As one of its very limited number of GM success stories, the biotech industry has moved whole-sale into herbicide-tolerant crops. Most successful of these has been 'Roundup Ready' staple crops with a novel gene allowing them to survive and accumulate glyphosate, active ingredient of Roundup.

However, it's becoming clear that underpinning Roundup Ready crops, is a number of conceptual aberrations.

Scientists who, by training should know better, regularly confuse 'glyphosate' chemical herbicide with the formulation (such as Roundup) in which it's actually used. Formulated herbicides contain more added ingredients to aid killing than they do glyphosate, and even on their own these can be much more toxic than the herbicide [1]. The consequences of this conceptual gap is that only chemical glyphosate, which is never used in practice, has ever been subject to safety testing and regulation.

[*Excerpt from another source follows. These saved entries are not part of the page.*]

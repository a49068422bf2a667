use std::path::PathBuf;
use std::sync::Arc;
use std::time::Duration;

use anyhow::{Context, Result};
use clap::Parser;
use engify_logging::{engify_info, LogDestination};
use engify_relay::{FallbackEngine, HttpInvoker, RelayConfig, RelayState};

const PROVIDER_TIMEOUT: Duration = Duration::from_secs(60);

/// Relay between the Engify extension and language-model providers.
#[derive(Debug, Parser)]
#[command(name = "engify-relay", version)]
struct Cli {
    /// RON config file; built-in defaults when omitted.
    #[arg(long)]
    config: Option<PathBuf>,

    #[arg(long)]
    host: Option<String>,

    #[arg(long)]
    port: Option<u16>,

    #[arg(long, default_value = "info")]
    log_level: String,

    /// Also write logs to this file.
    #[arg(long)]
    log_file: Option<PathBuf>,
}

#[tokio::main]
async fn main() -> Result<()> {
    let cli = Cli::parse();

    let destination = match cli.log_file {
        Some(path) => LogDestination::Both(path),
        None => LogDestination::Terminal,
    };
    engify_logging::initialize(destination, engify_logging::parse_level(&cli.log_level));

    let mut config = RelayConfig::load(cli.config.as_deref())?;
    if let Some(host) = cli.host {
        config.host = host;
    }
    if let Some(port) = cli.port {
        config.port = port;
    }
    config.apply_env_keys(|name| std::env::var(name).ok());
    config.log_warnings();

    let addr = config.listen_addr()?;
    let invoker = HttpInvoker::new(
        config.gemini.base_url.clone(),
        config.openai.base_url.clone(),
        PROVIDER_TIMEOUT,
    )
    .context("failed to build HTTP client")?;
    let engine = FallbackEngine::new(Arc::new(config), Arc::new(invoker));

    engify_info!("Starting engify-relay {}", env!("CARGO_PKG_VERSION"));
    engify_relay::run(addr, RelayState::new(engine)).await
}
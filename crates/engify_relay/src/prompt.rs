//! System instructions and prompt assembly.

use engify_core::Mode;

pub const ENHANCE_INSTRUCTION: &str = "You are an English writing assistant for IT/Software professionals.

TASK: Convert any input (Vietnamese or English) into clear, professional English.

INPUT HANDLING:
- Vietnamese → Translate to English
- English → Improve grammar, clarity, and professionalism
- Mixed VN/EN → Translate Vietnamese parts, improve English parts

IT/TECH CONTEXT:
- Use appropriate technical terminology (API, deploy, PR, merge, refactor, etc.)
- Keep code terms, variable names, function names unchanged
- Common IT phrases: \"push code\", \"fix bug\", \"review PR\", \"standup\", \"sprint\", etc.

CRITICAL RULES:
1. Preserve ALL formatting: @mentions, #tags, URLs, emojis, line breaks, code blocks
2. Keep proper nouns (names, libraries, frameworks) exactly as written
3. Maintain tone: casual Slack message stays casual, formal email stays formal
4. Numbers, dates, times: preserve exact format

OUTPUT: Only the final English text. No explanations or notes.";

pub const SUMMARIZE_INSTRUCTION: &str = "You are an assistant for IT/Software professionals reading chat threads.

TASK: Summarize the conversation below in clear, professional English.

RULES:
- Vietnamese or mixed messages are summarized in English
- Keep names, @mentions, ticket ids, URLs and code terms exactly as written
- Lead with decisions and open questions, then action items with owners
- Be brief: a few short bullet points unless the instructions ask otherwise

OUTPUT: Only the summary. No explanations or notes.";

pub fn instruction_for(mode: Mode) -> &'static str {
    match mode {
        Mode::Enhance => ENHANCE_INSTRUCTION,
        Mode::Summarize => SUMMARIZE_INSTRUCTION,
    }
}

/// Builds the single prompt sent to a provider.
///
/// In enhance mode the context, when present, is included as reference only.
/// In summarize mode the context is the material and `text` carries any extra
/// instructions typed after the command.
pub fn build_prompt(mode: Mode, text: &str, context: Option<&str>) -> String {
    let instruction = instruction_for(mode);
    match (mode, context) {
        (Mode::Enhance, None) => {
            format!("{instruction}\n\n---TEXT TO PROCESS---\n{text}\n---END---")
        }
        (Mode::Enhance, Some(context)) => format!(
            "{instruction}\n\n---CONVERSATION CONTEXT (reference only, do not rewrite)---\n{context}\n---TEXT TO PROCESS---\n{text}\n---END---"
        ),
        (Mode::Summarize, context) => {
            let context = context.unwrap_or_default();
            let mut prompt = format!("{instruction}\n\n---CONVERSATION---\n{context}\n---END---");
            if !text.trim().is_empty() {
                prompt.push_str(&format!("\n\n---ADDITIONAL INSTRUCTIONS---\n{text}\n---END---"));
            }
            prompt
        }
    }
}
use crate::{PageMessage, ReplaceOutcome, RequestId, SelectionDescriptor};

/// What the background relay caller answered.
#[derive(Debug, Clone, PartialEq, Eq)]
pub enum RelayReply {
    Success(String),
    Failure(String),
    /// Nobody answered the message: the extension was reloaded under a stale page.
    NoResponder,
}

#[derive(Debug, Clone, PartialEq, Eq)]
pub enum Msg {
    /// Script attached to the page.
    Attached,
    /// Page navigated away or the script is being torn down.
    Detached,
    /// Debounced selection evaluation finished.
    SelectionChanged(Option<SelectionDescriptor>),
    /// User pressed the affordance.
    AffordanceActivated,
    /// External "enhance current selection" command (shortcut, context menu).
    EnhanceRequested { selected_text: Option<String> },
    ContextReady {
        request_id: RequestId,
        context: Option<String>,
    },
    RelayReplied {
        request_id: RequestId,
        reply: RelayReply,
    },
    /// Intermediate status from the relay caller, e.g. a retry notice.
    StatusUpdated(String),
    ReplaceFinished {
        request_id: RequestId,
        outcome: ReplaceOutcome,
    },
    HideTimerElapsed { generation: u64 },
    /// Pointer pressed somewhere other than the affordance.
    PointerDownOutside,
    VisibilityChanged { hidden: bool },
    /// Target of an incoming `PageMessage::CallRelay`. The page only issues
    /// relay calls as effects, so one arriving here changes nothing.
    NoOp,
}

impl From<PageMessage> for Msg {
    fn from(message: PageMessage) -> Self {
        match message {
            PageMessage::EnhanceText { selected_text } => Msg::EnhanceRequested { selected_text },
            PageMessage::UpdateStatus { status } => Msg::StatusUpdated(status),
            PageMessage::CallRelay { .. } => Msg::NoOp,
        }
    }
}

Then, there's the fixation on the classic model of the toxic reaction. This limitation creates a knowledge gap in which danger lurks.

A key feature of a toxin is that the more exposure you get, the more you're harmed by it. At some identifiable (high) level of exposure you will die. At another identifiable (low) level you won't be affected at all. And, although there will always be some natural variation, no one's going to spoil the picture by being hypersensitive or stubbornly resistant.

The model works well for acute exposure to pure substances which elicit visible tissue damage.

Conceptual gaps emerge in this neat scheme when you factor in such things as low-level chronic exposure, mixtures of substances, people whose bodies are still developing, unrecognised end-points which aren't under observation but which can be fatal, and indirect harmful effects. In other words, in the real-life non-model world, the effects of toxins on our bodies are untidy.

The most glaring examples, now emerging, of science falling through the neat-and-tidy gap, involve toxins which compromise the nervous system [2], or the endocrine system [3]. Neither present as immediate physical changes, but may affect the behaviours necessary for survival, or only the males or only the females of the species, or the next generation, or, in the case of humans (who tend to live much longer than other animals in their environment), the likelihood of expensive and distressing disease in old-age.

Assumptions of identifiable safe levels and decreasing effects with decreasing dose to the point where they vanish altogether are simply invalid for toxins such as endocrine- and gene-disruptors.

Toxins whose effects accumulate quietly and invisibly in the body and in the food chain make their presence known eventually.

Knowingly or unknowingly, scientists can preserve the conceptual gaps by clinging uncritically to outdated, but well-accepted, paradigms and (sadly) by adjusting their experimental conditions and even their data analyses to support the status quo.

It's not difficult, for example, to choose a strain of rodent with a low susceptibility to cancer to 'prove' a substance isn't carcinogenic. Or, to halt an experiment before anything but the most acute problems have time to emerge. Or to define 'health' as 'absence of death'. Or, to look at effects on males only, or on adults only. Or to compare 'test' animals with 'control' animals which have actually been fed toxins [4]. And statistics can be adjusted in all sorts of ways to support all sorts of conclusions.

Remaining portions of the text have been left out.